The ten critical success skills that build legacy around Best Practice 2 involve certain behaviors that advance the mere concepts of collaboration and innovation to the place where the leader is responsible for actively and intentionally creating these opportunities. To create collaboration within an organization, the Legacy Leader ensures high levels of trust, develops processes for building and capturing the collaboration, and encourages a team spirit. Creating innovation relies first on the collaborative process, then on a creative environment that challenges new thought, without boundaries.

  1. Create innovative and sound possibilities for the organization.
  2. Foster a learning, trusting environment for true collaboration and innovation.
  3. Masterfully listen for both what is said and not said.
  4. Be comfortable not knowing “the answers” and learn from individual perspectives.
  5. Draw out differing perspectives and believe disagreement is a learning opportunity.
  6. Ask timely, tough questions while keeping in mind the big picture.
  7. Set the tone for thinking beyond the present in order to innovate for the future.
  8. Project how ideas will play out in the organization and in the marketplace.
  9. Discern, and assist others to understand, when change needs to happen and when not.
  10. Masterfully facilitate conversations so everyone contributes best thinking toward task/goal.

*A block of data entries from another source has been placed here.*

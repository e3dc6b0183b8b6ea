//! Gitea backend.
//!
//! Gitea's REST surface is a faithful clone of the GitHub v3 API, so
//! most operations delegate straight into the `github` modules (the API
//! base resolved from the context already points at the Gitea host, and
//! the error body shape matches too). What differs is kept here: label
//! operations address labels by numeric id, milestones are keyed by
//! `id` instead of `number`, merging and pull submission have their own
//! payloads, release assets go up as multipart forms, and the user key
//! is `username`.

pub(crate) mod issues;
pub(crate) mod labels;
pub(crate) mod milestones;
pub(crate) mod pulls;
pub(crate) mod releases;
pub(crate) mod repos;

use std::io::Write;
use std::path::Path;

use forge_http::ApiErrorFn;
use forge_types::{
    Comment, Commit, Fork, Issue, IssueFilter, IssueQuirks, Label, MergeFlags, Milestone,
    MilestoneCreateOptions, MilestoneQuirks, NewRelease, Notification, Pull, PullFilter,
    PullQuirks, Release, Repo, RepoCreateOptions, SshKey, SubmitCommentOptions,
    SubmitIssueOptions, SubmitPullOptions, Visibility,
};

use crate::context::Context;
use crate::error::Result;
use crate::forge::Forge;
use crate::github;
use crate::session::Session;

pub(crate) const USER_KEY: &str = "username";

pub(crate) fn session(ctx: &Context) -> Result<Session<'_>> {
    // Gitea reports errors in the GitHub shape; reuse that extractor.
    Session::new(
        ctx,
        github::api_error,
        USER_KEY,
        ctx.token().map(|token| format!("token {token}")),
    )
}

/// The Gitea backend singleton.
pub struct Gitea;

impl Forge for Gitea {
    // -- Comments ------------------------------------------------------------

    fn get_issue_comments(
        &self,
        ctx: &Context,
        owner: &str,
        repo: &str,
        issue: u64,
    ) -> Result<Vec<Comment>> {
        github::comments::get_comments(&session(ctx)?, owner, repo, issue)
    }

    fn get_pull_comments(
        &self,
        ctx: &Context,
        owner: &str,
        repo: &str,
        pull: u64,
    ) -> Result<Vec<Comment>> {
        github::comments::get_comments(&session(ctx)?, owner, repo, pull)
    }

    fn submit_comment(&self, ctx: &Context, opts: &SubmitCommentOptions) -> Result<()> {
        github::comments::submit(&session(ctx)?, opts)
    }

    // -- Forks ---------------------------------------------------------------

    fn get_forks(
        &self,
        ctx: &Context,
        owner: &str,
        repo: &str,
        max: Option<usize>,
    ) -> Result<Vec<Fork>> {
        github::forks::get_forks(&session(ctx)?, owner, repo, max)
    }

    fn fork_create(&self, ctx: &Context, owner: &str, repo: &str, into: Option<&str>) -> Result<()> {
        github::forks::create(&session(ctx)?, owner, repo, into)
    }

    // -- Issues --------------------------------------------------------------

    fn search_issues(
        &self,
        ctx: &Context,
        owner: &str,
        repo: &str,
        filter: &IssueFilter,
        max: Option<usize>,
    ) -> Result<Vec<Issue>> {
        github::issues::search(&session(ctx)?, owner, repo, filter, max)
    }

    fn get_issue_summary(&self, ctx: &Context, owner: &str, repo: &str, issue: u64)
        -> Result<Issue> {
        github::issues::get_summary(&session(ctx)?, owner, repo, issue)
    }

    fn issue_close(&self, ctx: &Context, owner: &str, repo: &str, issue: u64) -> Result<()> {
        github::issues::patch_state(&session(ctx)?, owner, repo, issue, "closed")
    }

    fn issue_reopen(&self, ctx: &Context, owner: &str, repo: &str, issue: u64) -> Result<()> {
        github::issues::patch_state(&session(ctx)?, owner, repo, issue, "open")
    }

    fn issue_assign(
        &self,
        ctx: &Context,
        owner: &str,
        repo: &str,
        issue: u64,
        assignee: &str,
    ) -> Result<()> {
        issues::assign(&session(ctx)?, owner, repo, issue, assignee)
    }

    fn issue_add_labels(
        &self,
        ctx: &Context,
        owner: &str,
        repo: &str,
        issue: u64,
        labels: &[String],
    ) -> Result<()> {
        labels::add_to_issue(&session(ctx)?, owner, repo, issue, labels)
    }

    fn issue_remove_labels(
        &self,
        ctx: &Context,
        owner: &str,
        repo: &str,
        issue: u64,
        labels: &[String],
    ) -> Result<()> {
        labels::remove_from_issue(&session(ctx)?, owner, repo, issue, labels)
    }

    fn submit_issue(&self, ctx: &Context, opts: &SubmitIssueOptions) -> Result<Issue> {
        github::issues::submit(&session(ctx)?, opts)
    }

    fn issue_set_title(
        &self,
        ctx: &Context,
        owner: &str,
        repo: &str,
        issue: u64,
        title: &str,
    ) -> Result<()> {
        github::issues::set_title(&session(ctx)?, owner, repo, issue, title)
    }

    fn issue_set_milestone(
        &self,
        ctx: &Context,
        owner: &str,
        repo: &str,
        issue: u64,
        milestone: u64,
    ) -> Result<()> {
        github::issues::set_milestone(&session(ctx)?, owner, repo, issue, Some(milestone))
    }

    fn issue_clear_milestone(&self, ctx: &Context, owner: &str, repo: &str, issue: u64)
        -> Result<()> {
        // Gitea clears with milestone id 0 rather than null.
        github::issues::set_milestone(&session(ctx)?, owner, repo, issue, Some(0))
    }

    // -- Milestones ----------------------------------------------------------

    fn get_milestones(
        &self,
        ctx: &Context,
        owner: &str,
        repo: &str,
        max: Option<usize>,
    ) -> Result<Vec<Milestone>> {
        milestones::get_milestones(&session(ctx)?, owner, repo, max)
    }

    fn get_milestone(
        &self,
        ctx: &Context,
        owner: &str,
        repo: &str,
        milestone: u64,
    ) -> Result<Milestone> {
        milestones::get_milestone(&session(ctx)?, owner, repo, milestone)
    }

    fn create_milestone(&self, ctx: &Context, opts: &MilestoneCreateOptions) -> Result<()> {
        milestones::create(&session(ctx)?, opts)
    }

    fn delete_milestone(&self, ctx: &Context, owner: &str, repo: &str, milestone: u64)
        -> Result<()> {
        milestones::delete(&session(ctx)?, owner, repo, milestone)
    }

    fn milestone_set_duedate(
        &self,
        ctx: &Context,
        owner: &str,
        repo: &str,
        milestone: u64,
        date: &str,
    ) -> Result<()> {
        milestones::set_duedate(&session(ctx)?, owner, repo, milestone, date)
    }

    fn get_milestone_issues(
        &self,
        ctx: &Context,
        owner: &str,
        repo: &str,
        milestone: u64,
    ) -> Result<Vec<Issue>> {
        milestones::get_issues(&session(ctx)?, owner, repo, milestone)
    }

    // -- Pulls ---------------------------------------------------------------

    fn search_pulls(
        &self,
        ctx: &Context,
        owner: &str,
        repo: &str,
        filter: &PullFilter,
        max: Option<usize>,
    ) -> Result<Vec<Pull>> {
        github::pulls::search(&session(ctx)?, owner, repo, filter, max)
    }

    fn get_pull(&self, ctx: &Context, owner: &str, repo: &str, pull: u64) -> Result<Pull> {
        github::pulls::get(&session(ctx)?, owner, repo, pull)
    }

    fn pull_get_diff(
        &self,
        ctx: &Context,
        out: &mut dyn Write,
        owner: &str,
        repo: &str,
        pull: u64,
    ) -> Result<()> {
        pulls::download(&session(ctx)?, owner, repo, pull, "diff", out)
    }

    fn pull_get_patch(
        &self,
        ctx: &Context,
        out: &mut dyn Write,
        owner: &str,
        repo: &str,
        pull: u64,
    ) -> Result<()> {
        pulls::download(&session(ctx)?, owner, repo, pull, "patch", out)
    }

    fn pull_merge(
        &self,
        ctx: &Context,
        owner: &str,
        repo: &str,
        pull: u64,
        flags: MergeFlags,
    ) -> Result<()> {
        pulls::merge(&session(ctx)?, owner, repo, pull, flags)
    }

    fn pull_reopen(&self, ctx: &Context, owner: &str, repo: &str, pull: u64) -> Result<()> {
        github::pulls::patch_state(&session(ctx)?, owner, repo, pull, "open")
    }

    fn pull_close(&self, ctx: &Context, owner: &str, repo: &str, pull: u64) -> Result<()> {
        github::pulls::patch_state(&session(ctx)?, owner, repo, pull, "closed")
    }

    fn submit_pull(&self, ctx: &Context, opts: &SubmitPullOptions) -> Result<()> {
        pulls::submit(&session(ctx)?, opts)
    }

    fn get_pull_commits(
        &self,
        ctx: &Context,
        owner: &str,
        repo: &str,
        pull: u64,
    ) -> Result<Vec<Commit>> {
        github::pulls::commits(&session(ctx)?, owner, repo, pull)
    }

    fn pull_add_labels(
        &self,
        ctx: &Context,
        owner: &str,
        repo: &str,
        pull: u64,
        labels: &[String],
    ) -> Result<()> {
        labels::add_to_issue(&session(ctx)?, owner, repo, pull, labels)
    }

    fn pull_remove_labels(
        &self,
        ctx: &Context,
        owner: &str,
        repo: &str,
        pull: u64,
        labels: &[String],
    ) -> Result<()> {
        labels::remove_from_issue(&session(ctx)?, owner, repo, pull, labels)
    }

    fn pull_set_milestone(
        &self,
        ctx: &Context,
        owner: &str,
        repo: &str,
        pull: u64,
        milestone: u64,
    ) -> Result<()> {
        github::issues::set_milestone(&session(ctx)?, owner, repo, pull, Some(milestone))
    }

    fn pull_clear_milestone(&self, ctx: &Context, owner: &str, repo: &str, pull: u64)
        -> Result<()> {
        github::issues::set_milestone(&session(ctx)?, owner, repo, pull, Some(0))
    }

    fn pull_add_reviewer(
        &self,
        ctx: &Context,
        owner: &str,
        repo: &str,
        pull: u64,
        username: &str,
    ) -> Result<()> {
        github::pulls::add_reviewer(&session(ctx)?, owner, repo, pull, username)
    }

    fn pull_set_title(
        &self,
        ctx: &Context,
        owner: &str,
        repo: &str,
        pull: u64,
        title: &str,
    ) -> Result<()> {
        github::pulls::set_title(&session(ctx)?, owner, repo, pull, title)
    }

    // -- Releases ------------------------------------------------------------

    fn get_releases(
        &self,
        ctx: &Context,
        owner: &str,
        repo: &str,
        max: Option<usize>,
    ) -> Result<Vec<Release>> {
        github::releases::get_releases(&session(ctx)?, owner, repo, max)
    }

    fn create_release(&self, ctx: &Context, release: &NewRelease) -> Result<()> {
        releases::create(&session(ctx)?, release)
    }

    fn delete_release(&self, ctx: &Context, owner: &str, repo: &str, id: &str) -> Result<()> {
        github::releases::delete(&session(ctx)?, owner, repo, id)
    }

    // -- Labels --------------------------------------------------------------

    fn get_labels(
        &self,
        ctx: &Context,
        owner: &str,
        repo: &str,
        max: Option<usize>,
    ) -> Result<Vec<Label>> {
        github::labels::get_labels(&session(ctx)?, owner, repo, max)
    }

    fn create_label(&self, ctx: &Context, owner: &str, repo: &str, label: &mut Label)
        -> Result<()> {
        github::labels::create(&session(ctx)?, owner, repo, label)
    }

    fn delete_label(&self, ctx: &Context, owner: &str, repo: &str, name: &str) -> Result<()> {
        labels::delete(&session(ctx)?, owner, repo, name)
    }

    // -- Repos ---------------------------------------------------------------

    fn get_repos(&self, ctx: &Context, owner: &str, max: Option<usize>) -> Result<Vec<Repo>> {
        github::repos::get_repos(&session(ctx)?, owner, max)
    }

    fn get_own_repos(&self, ctx: &Context, max: Option<usize>) -> Result<Vec<Repo>> {
        github::repos::get_own_repos(&session(ctx)?, max)
    }

    fn repo_create(&self, ctx: &Context, opts: &RepoCreateOptions) -> Result<Repo> {
        github::repos::create(&session(ctx)?, opts)
    }

    fn repo_delete(&self, ctx: &Context, owner: &str, repo: &str) -> Result<()> {
        github::repos::delete(&session(ctx)?, owner, repo)
    }

    fn repo_set_visibility(
        &self,
        ctx: &Context,
        owner: &str,
        repo: &str,
        visibility: Visibility,
    ) -> Result<()> {
        // Gitea has no visibility string; it toggles a private flag.
        repos::set_private(
            &session(ctx)?,
            owner,
            repo,
            visibility == Visibility::Private,
        )
    }

    // -- SSH keys ------------------------------------------------------------

    fn get_sshkeys(&self, ctx: &Context) -> Result<Vec<SshKey>> {
        github::sshkeys::get_keys(&session(ctx)?)
    }

    fn add_sshkey(&self, ctx: &Context, title: &str, public_key_path: &Path) -> Result<SshKey> {
        github::sshkeys::add(&session(ctx)?, title, public_key_path)
    }

    fn delete_sshkey(&self, ctx: &Context, id: u64) -> Result<()> {
        github::sshkeys::delete(&session(ctx)?, id)
    }

    // -- Notifications -------------------------------------------------------

    fn get_notifications(&self, ctx: &Context, max: Option<usize>) -> Result<Vec<Notification>> {
        github::notifications::get_notifications(&session(ctx)?, max)
    }

    fn notification_mark_as_read(&self, ctx: &Context, id: &str) -> Result<()> {
        github::notifications::mark_as_read(&session(ctx)?, id)
    }

    // -- Internal ------------------------------------------------------------

    fn make_auth_header(&self, token: &str) -> Option<String> {
        Some(format!("token {token}"))
    }

    fn api_error_fn(&self) -> ApiErrorFn {
        github::api_error
    }

    fn user_object_key(&self) -> &'static str {
        USER_KEY
    }

    // -- Quirks --------------------------------------------------------------

    fn issue_quirks(&self) -> IssueQuirks {
        IssueQuirks {
            product_component: true,
            url: true,
            attachments: true,
            ..IssueQuirks::default()
        }
    }

    fn pull_quirks(&self) -> PullQuirks {
        PullQuirks {
            additions_deletions: true,
            commits: true,
            changed_files: true,
            draft: true,
            coverage: true,
            automerge: true,
            ..PullQuirks::default()
        }
    }

    fn milestone_quirks(&self) -> MilestoneQuirks {
        MilestoneQuirks {
            expired: true,
            pulls: true,
            ..MilestoneQuirks::default()
        }
    }
}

The BE-Attitudes of a Creator of Collaboration and Innovation

There are many attitudes and core characteristics necessary for all good leaders. For this Legacy Practice, those might include:  trustworthy, affirming, sharing, creative, observant, and collaborative, among many others we could list here. To achieve greatness, however, a Legacy Leader takes core attitudes to a higher level-more focused, purposeful and conscious, until they are integrated into who this leader is, every day in every place. We have listed attitudes, or qualities, that we consider the Top Five BE-attitudes for your consideration in this Legacy Practice. These are not listed in any order of importance. Brief descriptions follow.

A Legacy Leader, a Creator of Collaboration and Innovation, is:

  1. A Trust Builder

This person always seeks to build trust in relationships. It is an automatic inclination which is composed of and driven by both trustworthiness and a trusting nature. These people have a mindset of connectiveness and know that trust is built in order to connect firmly with others.

  1. An Intuitive Listener

Listening is a core quality for this person, but it is also accompanied with an intuitive and discerning ear. This person desires to hear others, and consciously listens both to what is said, and what is not said. This person can gather an amazing amount of information by listening well and often.

  1. Possibility-Minded

This person has developed an automatic reflex which allows them to see possibilities and opportunities, even when others may not.

He or she is open-minded and is able do mental feasibility exercises in almost any situation. This person is approachable, open to innovative thinking, and can thoroughly consider potential favorable possibilities in almost any situation.

  1. Charge-Neutral

This is a term used in training coaches to be unbiased, non-judgmental and non-positional with clients. A person who is charge-neutral has a neutral starting point for all ideas, people and things. This person does not pre-judge anything or anyone and is open to receive all information (uncensored) before making decisions or judgments.

  1. Mentally Agile

This characteristic is not necessarily a function of intelligence, but the ability to think quickly, remain flexible, shift gears as necessary and allow the ebb and flow of ideas to chart courses. This person has the ability to weigh ideas and actions quickly, yet is still able to discern wisely. He or she is also able to track details, and to see both the forest and the trees.